Tom Hicks

No. 54
- Position: Linebacker

Personal information
- Born: December 18, 1952 (age 73) Chicago, Illinois, U.S.
- Listed height: 6 ft 4 in (1.93 m)
- Listed weight: 235 lb (107 kg)

Career information
- High school: Willowbrook (IL)
- College: Illinois
- NFL draft: 1975: 6th round, 151st overall pick

Career history
- Chicago Bears (1976–1980);

Awards and highlights
- First-team All-Big Ten (1974); Second-team All-Big Ten (1973);

Career NFL statistics
- Games played-started: 64-28
- Interceptions: 5
- Touchdowns: 1
- Stats at Pro Football Reference

= Tom Hicks (American football) =

American football player (born 1952)

Thomas Logan Hicks (born December 18, 1952) is an American former professional football player who was a linebacker for five seasons with the Chicago Bears of the National Football League (NFL), from 1976 to 1980. His jersey number was 54.

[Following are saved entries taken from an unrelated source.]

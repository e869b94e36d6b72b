//! Engine-level write commands

use orders_core::commands::CreateNewOrderForCustomerWithProducts;
use orders_core::errors::{ExError, ExErrorKind, Result};
use serde::{Deserialize, Serialize};
use uuid::Uuid;

use crate::order_service::OrderService;

/// Commands that write to the order store
#[derive(Debug, Clone, PartialEq, Eq, Serialize, Deserialize)]
#[serde(tag = "command", rename_all = "snake_case")]
pub enum EngineCommand {
    /// Place a new order for an existing customer
    OrderCreate(CreateNewOrderForCustomerWithProducts),
}

impl EngineCommand {
    /// Decode an `OrderCreate` command from a bare command document
    ///
    /// # Errors
    /// `NullArgument` for `null`, `InvalidArgument` for malformed input.
    pub fn order_create_from_json(json: &str) -> Result<Self> {
        CreateNewOrderForCustomerWithProducts::from_json_str(json).map(Self::OrderCreate)
    }
}

/// Result of applying an engine command
#[derive(Debug, Clone, PartialEq, Eq, Serialize)]
#[serde(tag = "result", rename_all = "snake_case")]
pub enum EngineCommandResult {
    OrderCreated { order_id: Uuid },
}

impl EngineCommandResult {
    pub fn to_json(&self) -> Result<String> {
        serde_json::to_string_pretty(self).map_err(|e| {
            ExError::new(ExErrorKind::Serialization)
                .with_op("engine_command_result")
                .with_message(e.to_string())
        })
    }
}

/// Apply an engine command against the store behind `service`
pub fn apply_engine_command(
    cmd: EngineCommand,
    service: &OrderService,
) -> Result<EngineCommandResult> {
    match cmd {
        EngineCommand::OrderCreate(command) => {
            let order_id = service.create_new_order_for_customer_with_products(&command)?;
            Ok(EngineCommandResult::OrderCreated { order_id })
        }
    }
}
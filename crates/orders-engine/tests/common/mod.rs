#![allow(dead_code)]

use orders_engine::OrderService;
use orders_store::migrations::apply_migrations;
use orders_store::seed::import_seed_file;
use orders_store::{db, StoreConfig};
use std::path::PathBuf;
use tempfile::TempDir;
use uuid::Uuid;

pub const MIKE: &str = "17e3a22e-07e5-4ab2-8e62-1b15f9916909";
pub const SEEDED_ORDER: &str = "4a61a22a-bade-d780-bbfa-be19c7746d87";
pub const UNKNOWN_ORDER: &str = "0bab4fc6-d749-455c-afee-73cfb0a01d08";

pub fn uuid(s: &str) -> Uuid {
    Uuid::parse_str(s).unwrap()
}

/// An order service over a seeded, file-backed store
///
/// The `TempDir` must outlive the service.
pub struct Harness {
    pub dir: TempDir,
    pub config: StoreConfig,
    pub service: OrderService,
}

impl Harness {
    pub fn count(&self, table: &str) -> i64 {
        db::open(&self.config)
            .unwrap()
            .query_row(&format!("SELECT COUNT(*) FROM {}", table), [], |row| {
                row.get(0)
            })
            .unwrap()
    }
}

pub fn seed_path() -> PathBuf {
    PathBuf::from(env!("CARGO_MANIFEST_DIR"))
        .join("..")
        .join("orders-store")
        .join("tests")
        .join("fixtures")
        .join("seed.yaml")
}

pub fn harness() -> Harness {
    let dir = tempfile::tempdir().unwrap();
    let config = StoreConfig::new(dir.path().join("orders.db").to_string_lossy()).unwrap();

    let mut conn = db::open(&config).unwrap();
    apply_migrations(&mut conn).unwrap();
    import_seed_file(&seed_path(), &mut conn).unwrap();
    drop(conn);

    let service = OrderService::new(config.clone());
    Harness {
        dir,
        config,
        service,
    }
}
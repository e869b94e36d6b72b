//! Orders Engine - orchestration layer
//!
//! Coordinates the domain model in `orders-core` with persistence in
//! `orders-store`:
//! - `OrderService` for placing and reading orders
//! - Service-level view models
//! - `apply_engine_command` / `apply_engine_query` as the single write and
//!   read entry points

pub mod commands;
pub mod models;
pub mod order_service;

pub use commands::engine_command::{apply_engine_command, EngineCommand, EngineCommandResult};
pub use commands::engine_query::{apply_engine_query, EngineQuery, EngineQueryResult};
pub use order_service::OrderService;
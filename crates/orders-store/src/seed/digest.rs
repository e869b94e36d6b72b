//! Seed digest
//!
//! A stable SHA-256 over the seed's content, independent of the order in which
//! entries appear in the file.

use serde::Serialize;
use sha2::{Digest, Sha256};

use crate::errors::Result;
use crate::seed::format::{SeedCustomer, SeedFile, SeedOrder, SeedProduct};
use orders_core::errors::{ExError, ExErrorKind};

#[derive(Serialize)]
struct CanonicalSeed<'a> {
    schema_version: u32,
    customers: Vec<&'a SeedCustomer>,
    products: Vec<&'a SeedProduct>,
    orders: Vec<&'a SeedOrder>,
}

/// Hex SHA-256 of the canonical JSON form of `seed`
///
/// Customers and orders are sorted by id and products by key; order lines keep
/// their file order because it is the order they are stored in.
pub fn compute_seed_digest(seed: &SeedFile) -> Result<String> {
    let mut customers: Vec<_> = seed.customers.iter().collect();
    customers.sort_by_key(|c| c.id);
    let mut products: Vec<_> = seed.products.iter().collect();
    products.sort_by_key(|p| p.id);
    let mut orders: Vec<_> = seed.orders.iter().collect();
    orders.sort_by_key(|o| o.id);

    let canonical = CanonicalSeed {
        schema_version: seed.schema_version,
        customers,
        products,
        orders,
    };

    let json = serde_json::to_vec(&canonical).map_err(|e| {
        ExError::new(ExErrorKind::Serialization)
            .with_op("seed_digest")
            .with_message(e.to_string())
    })?;

    Ok(hex::encode(Sha256::digest(&json)))
}
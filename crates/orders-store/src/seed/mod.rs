//! Seed import
//!
//! - YAML seed schema
//! - Parser with validation
//! - Order-independent digest
//! - Transactional importer

pub mod digest;
pub mod format;
pub mod importer;
pub mod parser;

pub use digest::compute_seed_digest;
pub use format::SeedFile;
pub use importer::{import_seed, import_seed_file, SeedSummary};
pub use parser::{parse_seed_file, parse_seed_str};
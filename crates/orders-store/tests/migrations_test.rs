// Integration tests for the schema bootstrap

use orders_store::migrations::{apply_migrations, applied_migrations, order_store_mappings};
use rusqlite::Connection;

fn setup_test_db() -> Connection {
    Connection::open_in_memory().expect("Failed to create in-memory database")
}

fn get_table_names(conn: &Connection) -> Vec<String> {
    let mut stmt = conn
        .prepare("SELECT name FROM sqlite_master WHERE type = 'table' ORDER BY name")
        .unwrap();
    stmt.query_map([], |row| row.get(0))
        .unwrap()
        .collect::<Result<Vec<String>, _>>()
        .unwrap()
}

#[test]
fn test_apply_migrations_on_empty_db() {
    // Given: An empty SQLite database
    let mut conn = setup_test_db();

    // When: The schema is applied
    apply_migrations(&mut conn).unwrap();

    // Then: Every mapped table plus schema_version exists
    let tables = get_table_names(&conn);
    let mut expected: Vec<String> = order_store_mappings()
        .iter()
        .map(|m| m.table.to_string())
        .collect();
    expected.push("schema_version".to_string());
    expected.sort();
    assert_eq!(tables, expected);
}

#[test]
fn test_reapply_is_noop() {
    let mut conn = setup_test_db();
    apply_migrations(&mut conn).unwrap();
    let before: Vec<i64> = {
        let mut stmt = conn
            .prepare("SELECT applied_at FROM schema_version ORDER BY id")
            .unwrap();
        stmt.query_map([], |row| row.get(0))
            .unwrap()
            .collect::<Result<_, _>>()
            .unwrap()
    };

    apply_migrations(&mut conn).unwrap();

    let after_count: i64 = conn
        .query_row("SELECT COUNT(*) FROM schema_version", [], |row| row.get(0))
        .unwrap();
    assert_eq!(after_count as usize, before.len());
}

#[test]
fn test_tampered_checksum_fails() {
    // Given: A database whose recorded checksum no longer matches the DDL
    let mut conn = setup_test_db();
    apply_migrations(&mut conn).unwrap();
    conn.execute(
        "UPDATE schema_version SET checksum = 'deadbeef' WHERE migration_id = '003_orders'",
        [],
    )
    .unwrap();

    // When: The schema is applied again
    let err = apply_migrations(&mut conn).unwrap_err();

    // Then: The mismatch is reported for that migration
    assert_eq!(err.entity_id(), Some("003_orders"));
    assert!(err.message().contains("Checksum mismatch"));
}

#[test]
fn test_order_lines_require_existing_order() {
    let mut conn = setup_test_db();
    orders_store::db::configure(&conn).unwrap();
    apply_migrations(&mut conn).unwrap();

    let result = conn.execute(
        "INSERT INTO product_ordered (id, order_id, product_id, purchase_price)
         VALUES ('l1', 'missing-order', 1, '1.00')",
        [],
    );

    assert!(result.is_err(), "foreign key on order_id must be enforced");
    assert_eq!(applied_migrations(&conn).unwrap().len(), 4);
}
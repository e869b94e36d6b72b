//! Seed file schema
//!
//! A seed carries reference data (customers, products) and optionally
//! historical orders with explicit lines.

use chrono::{DateTime, Utc};
use orders_core::model::{Customer, ProductId};
use rust_decimal::Decimal;
use serde::{Deserialize, Serialize};
use uuid::Uuid;

pub const SEED_SCHEMA_VERSION: u32 = 1;

#[derive(Debug, Clone, Serialize, Deserialize)]
pub struct SeedFile {
    /// Must equal `SEED_SCHEMA_VERSION`
    pub schema_version: u32,

    #[serde(default)]
    pub customers: Vec<SeedCustomer>,

    #[serde(default)]
    pub products: Vec<SeedProduct>,

    #[serde(default)]
    pub orders: Vec<SeedOrder>,
}

#[derive(Debug, Clone, Serialize, Deserialize)]
pub struct SeedCustomer {
    pub id: Uuid,
    pub name: String,
    pub registered: DateTime<Utc>,
    #[serde(default = "default_active")]
    pub active: bool,
}

fn default_active() -> bool {
    true
}

impl SeedCustomer {
    pub fn to_customer(&self) -> Customer {
        Customer::new(self.id, self.name.as_str(), self.registered, self.active)
    }
}

#[derive(Debug, Clone, Serialize, Deserialize)]
pub struct SeedProduct {
    pub id: ProductId,
    pub key: String,
    pub name: String,
    #[serde(default)]
    pub description: String,
    pub created: DateTime<Utc>,
    pub price: Decimal,
}

#[derive(Debug, Clone, Serialize, Deserialize)]
pub struct SeedOrder {
    pub id: Uuid,
    pub customer_id: Uuid,
    pub order_number: String,
    pub created: DateTime<Utc>,
    pub lines: Vec<SeedLine>,
}

/// A historical order line
///
/// Omitted ids are generated at import; an omitted price is the product's
/// price at import time.
#[derive(Debug, Clone, Serialize, Deserialize)]
pub struct SeedLine {
    #[serde(default)]
    pub id: Option<Uuid>,
    pub product_id: ProductId,
    #[serde(default)]
    pub purchase_price: Option<Decimal>,
}
pub mod customer;
pub mod order;
pub mod product;

pub use customer::Customer;
pub use order::{Order, ProductOnOrder};
pub use product::{Product, ProductId};
use rusqlite::Connection;
use uuid::Uuid;

use super::{query_set, StoredProcedure};
use crate::errors::Result;
use crate::read_model::dtos::{CustomerDto, OrderDto, ProductOrderedDto};
use crate::repo::columns::{decimal_at, timestamp_at, uuid_at, uuid_param};

/// The three record sets describing one order
#[derive(Debug, Clone, Default, PartialEq)]
pub struct OrderDetailsRecordSets {
    pub orders: Vec<OrderDto>,
    pub customers: Vec<CustomerDto>,
    pub products_ordered: Vec<ProductOrderedDto>,
}

/// `get_order_details_for_order_id(order_id)`
///
/// Returns the order row, the owning customer row and every line joined to
/// its product, lines in insertion order.
#[derive(Debug, Clone, Copy, PartialEq, Eq)]
pub struct GetOrderDetailsForOrderId {
    pub order_id: Uuid,
}

const ORDERS_SQL: &str = "
    SELECT o.id, o.customer_id, o.order_number, o.created
    FROM orders o
    WHERE o.id = ?1";

const CUSTOMERS_SQL: &str = "
    SELECT c.id, c.name, c.registered, c.active
    FROM customer c
    JOIN orders o ON o.customer_id = c.id
    WHERE o.id = ?1";

const PRODUCTS_ORDERED_SQL: &str = "
    SELECT po.id, po.product_id, p.key, p.name, p.description, po.purchase_price
    FROM product_ordered po
    JOIN product p ON p.id = po.product_id
    WHERE po.order_id = ?1
    ORDER BY po.rowid";

impl StoredProcedure for GetOrderDetailsForOrderId {
    type Output = OrderDetailsRecordSets;

    fn name(&self) -> &'static str {
        "get_order_details_for_order_id"
    }

    fn execute(&self, conn: &Connection) -> Result<Self::Output> {
        let id = uuid_param(&self.order_id);

        let orders = query_set(conn, ORDERS_SQL, &id, |row| {
            Ok(OrderDto {
                id: uuid_at(row, 0)?,
                customer_id: uuid_at(row, 1)?,
                order_number: row.get(2)?,
                created: timestamp_at(row, 3)?,
            })
        })?;

        // Nothing else can match once the order is missing
        if orders.is_empty() {
            return Ok(OrderDetailsRecordSets::default());
        }

        let customers = query_set(conn, CUSTOMERS_SQL, &id, |row| {
            Ok(CustomerDto {
                id: uuid_at(row, 0)?,
                name: row.get(1)?,
                registered: timestamp_at(row, 2)?,
                active: row.get(3)?,
            })
        })?;

        let products_ordered = query_set(conn, PRODUCTS_ORDERED_SQL, &id, |row| {
            Ok(ProductOrderedDto {
                id: uuid_at(row, 0)?,
                product_id: row.get(1)?,
                key: row.get(2)?,
                name: row.get(3)?,
                description: row.get(4)?,
                purchase_price: decimal_at(row, 5)?,
            })
        })?;

        Ok(OrderDetailsRecordSets {
            orders,
            customers,
            products_ordered,
        })
    }
}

During the 1978 NFL season, Hicks suffered a knee injury in Week 10 in a contest against the Seattle Seahawks. He was diagnosed with torn knee ligaments and underwent surgery that evening after the game. He missed the remainder of the 1978 NFL season.

After a breakdown in contract negotiations for the 1981 season, Hicks retired.

Hicks played college football for the Illinois Fighting Illini.

Hicks was an all-state linebacker at Willowbrook High School in Villa Park, IL (Class of 1971).